Another faster gol on ticalc.org uses 14K of extra RAM . (Extra RAM page, not just extra RAM)

I blame SDCC not being able to optimize the bit grabbing. Doing it by bytes will work better
AHelper wrote:
Another faster gol on ticalc.org uses 14K of extra RAM . (Extra RAM page, not just extra RAM)

I blame SDCC not being able to optimize the bit grabbing. Doing it by bytes will work better
Who wrote that particular Game of Life clone? AHelper, that's the value of doing hand ASM programming. Smile Out of curiosity, could the code that does the generation N+1 calculation from generation N in the 768-byte buffer be inline ASM?
Sure, the buffer address pointer can be accessed like
Code:
ld hl,(#(_buf1))
ld de,(#(_buf2))
KermMartian wrote:
AHelper wrote:
Another faster gol on ticalc.org uses 14K of extra RAM . (Extra RAM page, not just extra RAM)

I blame SDCC not being able to optimize the bit grabbing.
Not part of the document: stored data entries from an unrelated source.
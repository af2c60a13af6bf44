//! Port contracts for the board's backing store.
//!
//! Ports define infrastructure-agnostic interfaces used by board services.

pub mod record;
pub mod store;

pub use record::{DecodeError, DecodeFailure, RawTaskRecord, decode_task, encode_task};
pub use store::{StatusUpdate, StoreError, StoreResult, StoredRecord, TaskStore};

#[cfg(test)]
pub use store::MockTaskStore;
//! Shared test helpers for in-memory store integration tests.

use rstest::fixture;
use serde_json::{Value, json};
use taskboard::board::{
    adapters::memory::InMemoryTaskStore,
    domain::{TaskId, TaskStatus},
    ports::RawTaskRecord,
};

/// Collection used by every integration test.
pub const COLLECTION: &str = "tasks";

/// Builds a raw task document the way a store would hold it.
///
/// # Panics
///
/// Panics if the literal is not a JSON object, which would be a bug in the
/// helper itself.
#[must_use]
pub fn raw_task(title: &str, priority: &str, status: &str) -> RawTaskRecord {
    match json!({
        "title": title,
        "description": format!("{title} in detail"),
        "date": "2024-05-20",
        "priority": priority,
        "status": status,
    }) {
        Value::Object(map) => map,
        other => panic!("expected a JSON object, got {other}"),
    }
}

/// A store seeded with store-assigned ids, returned alongside those ids.
pub struct SeededStore {
    /// The store.
    pub store: InMemoryTaskStore,
    /// Ids in insertion order.
    pub ids: Vec<TaskId>,
}

impl SeededStore {
    /// Returns the id inserted at `position`.
    ///
    /// # Errors
    ///
    /// Returns an error if fewer tasks were seeded.
    pub fn id(&self, position: usize) -> Result<&TaskId, eyre::Report> {
        self.ids
            .get(position)
            .ok_or_else(|| eyre::eyre!("no task seeded at position {position}"))
    }

    /// Reads the status stored for `id`.
    ///
    /// # Errors
    ///
    /// Returns an error if the record is missing or has no string status.
    pub fn stored_status(&self, id: &TaskId) -> Result<TaskStatus, eyre::Report> {
        let record = self
            .store
            .record(COLLECTION, id)?
            .ok_or_else(|| eyre::eyre!("record {id} missing"))?;
        let raw = record
            .get("status")
            .and_then(Value::as_str)
            .ok_or_else(|| eyre::eyre!("record {id} has no status"))?;
        Ok(TaskStatus::try_from(raw)?)
    }
}

/// Store with two "To Do" tasks, one "In Progress" and one "Done".
///
/// # Panics
///
/// Panics if seeding the in-memory store fails.
#[fixture]
pub fn seeded() -> SeededStore {
    let store = InMemoryTaskStore::new();
    let ids = [
        raw_task("Draft roadmap", "High", "To Do"),
        raw_task("Book venue", "Low", "To Do"),
        raw_task("Review budget", "Medium", "In Progress"),
        raw_task("Send invites", "Medium", "Done"),
    ]
    .into_iter()
    .map(|record| store.insert(COLLECTION, record))
    .collect::<Result<Vec<_>, _>>()
    .expect("seed in-memory store");
    SeededStore { store, ids }
}
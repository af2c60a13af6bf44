//! Shared world state for board reorder BDD scenarios.

use std::sync::Arc;

use rstest::fixture;
use taskboard::board::{
    adapters::memory::InMemoryTaskStore,
    domain::{TaskMove, TaskSequence},
    services::{BoardConfig, BoardError, KanbanBoard},
};

/// Collection the scenarios seed and read.
pub const COLLECTION: &str = "tasks";

/// Scenario world for board reorder behaviour tests.
pub struct BoardWorld {
    pub store: InMemoryTaskStore,
    pub board: Option<KanbanBoard<InMemoryTaskStore>>,
    pub before_drop: Option<TaskSequence>,
    pub last_load_error: Option<BoardError>,
    pub last_drop_result: Option<Result<Option<TaskMove>, BoardError>>,
}

impl BoardWorld {
    /// Creates a world with an empty store and no board.
    #[must_use]
    pub fn new() -> Self {
        Self {
            store: InMemoryTaskStore::new(),
            board: None,
            before_drop: None,
            last_load_error: None,
            last_drop_result: None,
        }
    }

    /// Creates an unloaded board over the world's store.
    ///
    /// # Errors
    ///
    /// Returns an error when no Tokio runtime is running.
    pub fn new_board(&self) -> Result<KanbanBoard<InMemoryTaskStore>, BoardError> {
        KanbanBoard::new(Arc::new(self.store.clone()), BoardConfig::default())
    }

    /// Returns the mounted board.
    ///
    /// # Errors
    ///
    /// Returns an error if no board has been created in this scenario.
    pub fn board_mut(&mut self) -> Result<&mut KanbanBoard<InMemoryTaskStore>, eyre::Report> {
        self.board
            .as_mut()
            .ok_or_else(|| eyre::eyre!("missing board in scenario world"))
    }
}

impl Default for BoardWorld {
    fn default() -> Self {
        Self::new()
    }
}

/// Fixture that creates a new scenario world.
#[fixture]
pub fn world() -> BoardWorld {
    BoardWorld::default()
}

/// Runs an async operation within sync step definitions.
pub fn run_async<T>(future: impl std::future::Future<Output = T>) -> T {
    tokio::task::block_in_place(|| tokio::runtime::Handle::current().block_on(future))
}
Doing it by bytes will work better
Who wrote that particular Game of Life clone? AHelper, that's the value of doing hand ASM programming. Smile Out of curiosity, could the code that does the generation N+1 calculation from generation N in the 768-byte buffer be inline ASM?
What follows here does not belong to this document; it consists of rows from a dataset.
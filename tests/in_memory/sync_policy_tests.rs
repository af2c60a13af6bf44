//! In-memory integration tests for overlapping status writes.

use std::sync::Arc;

use super::helpers::{SeededStore, seeded};
use eyre::ensure;
use rstest::rstest;
use taskboard::board::{
    domain::{DragOutcome, TaskStatus},
    services::{BoardConfig, KanbanBoard, SyncPolicy},
};

/// Drags the first "To Do" card through every other column and back.
const ROUND_TRIP: [DragOutcome; 3] = [
    DragOutcome::between(TaskStatus::ToDo, 0, TaskStatus::InProgress, 0),
    DragOutcome::between(TaskStatus::InProgress, 0, TaskStatus::Done, 0),
    DragOutcome::between(TaskStatus::Done, 0, TaskStatus::ToDo, 0),
];

#[rstest]
#[tokio::test(flavor = "multi_thread")]
async fn queued_policy_lands_last_drop_last(seeded: SeededStore) -> eyre::Result<()> {
    let mut board =
        KanbanBoard::mount(Arc::new(seeded.store.clone()), BoardConfig::default()).await?;

    for drag in ROUND_TRIP {
        board.on_drag_end(Some(drag))?;
    }
    board.flush().await;

    let statuses: Vec<_> = seeded
        .store
        .writes()?
        .into_iter()
        .map(|write| write.update.status)
        .collect();
    ensure!(
        statuses == [TaskStatus::InProgress, TaskStatus::Done, TaskStatus::ToDo],
        "writes out of order: {statuses:?}"
    );
    ensure!(board.failed_writes() == 0);
    Ok(())
}

#[rstest]
#[tokio::test(flavor = "multi_thread")]
async fn detached_policy_delivers_every_write(seeded: SeededStore) -> eyre::Result<()> {
    let config = BoardConfig::default().with_sync_policy(SyncPolicy::Detached);
    let mut board = KanbanBoard::mount(Arc::new(seeded.store.clone()), config).await?;

    for drag in ROUND_TRIP {
        board.on_drag_end(Some(drag))?;
    }
    board.flush().await;

    // Completion order is not guaranteed here, only delivery.
    let dragged = seeded.id(0)?;
    let writes = seeded.store.writes()?;
    ensure!(writes.len() == ROUND_TRIP.len());
    ensure!(
        writes.iter().all(|write| &write.id == dragged),
        "every write targets the dragged card"
    );
    ensure!(board.failed_writes() == 0);
    Ok(())
}

#[rstest]
#[tokio::test(flavor = "multi_thread")]
async fn failed_writes_do_not_roll_back(seeded: SeededStore) -> eyre::Result<()> {
    let mut board =
        KanbanBoard::mount(Arc::new(seeded.store.clone()), BoardConfig::default()).await?;
    seeded.store.fail_writes("quota exceeded")?;

    board.on_drag_end(Some(DragOutcome::between(
        TaskStatus::Done,
        0,
        TaskStatus::InProgress,
        0,
    )))?;
    board.flush().await;

    let moved = seeded.id(3)?;
    ensure!(board.failed_writes() == 1);
    ensure!(
        board.sequence().get(moved).map(|task| task.status()) == Some(TaskStatus::InProgress)
    );
    ensure!(seeded.stored_status(moved)? == TaskStatus::Done);
    Ok(())
}
//! Adapter implementations for board store ports.

pub mod memory;
//! Flood fill over rectangular grids whose edges wrap around.
//!
//! A fill starts from a seed cell, captures the seed's value once, and
//! mutates every cell reachable from the seed through left/right/up/down
//! steps (wrapping across both edges) whose value matches that captured
//! target. Which cells match and how they are written are pluggable; see
//! [`CellEquality`] and [`CellMutation`].
//!
//! ```
//! use flood_fill::{Point, ToroidalFloodFill};
//!
//! let mut grid = vec![
//!     vec![1, 0, 0, 1],
//!     vec![0, 0, 0, 0],
//! ];
//! let mut filled = Vec::new();
//! let n = ToroidalFloodFill::new(&mut grid).fill_into(&7, 0, 0, &mut filled)?;
//! assert_eq!(n, 2); // (3, 0) is reached across the left edge
//! assert!(filled.contains(&Point::new(3, 0)));
//! # Ok::<(), flood_fill::FillError>(())
//! ```

mod engine;
mod error;
mod grid;
mod strategy;

pub use engine::{ToroidalFloodFill, flood_fill};
pub use error::FillError;
pub use grid::{GridShape, Point};
pub use strategy::{CellEquality, CellMutation, Overwrite, ValueEq};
The blame is partially SDCC, partially my lack of care with coding this. It uses two screen buffers and does pixel testing to perform the logic, and could be signifigantly optimized. Remember that this isn't AHelper's fault, because I wrote (1) this game of life program and (2) the assembly versions of the (get/set)Pixel functions that didn't work (thus forcing them to be C until such a time I can fix the asm versions).
Yeah. If you do a 2D array in C for the pixels, then you will be in a good place as SDCC does that much better (as the tilemapping engine is written in C and isn't slow)
Heh, i notice that on a real calc, the screen loads a bunch of random pixel data in the form of a border... I guess that an array is the best choice right now still (as memory GlassOS has)

You should try fixing those asm functions... I am without ones until i stop being lazy and write ones Wink
Yeah, I'll write some soon. I'm a bit busy.
AHelper wrote:
Heh, i notice that on a real calc, the screen loads a bunch of random pixel data in the form of a border... I guess that an array is the best choice right now still (as memory GlassOS has)

You should try fixing those asm functions... I am without ones until i stop being lazy and write ones Wink
If you need help writing pure ASM versions, you are more than welcome to ask us for help. Smile I might be misunderstanding you, though.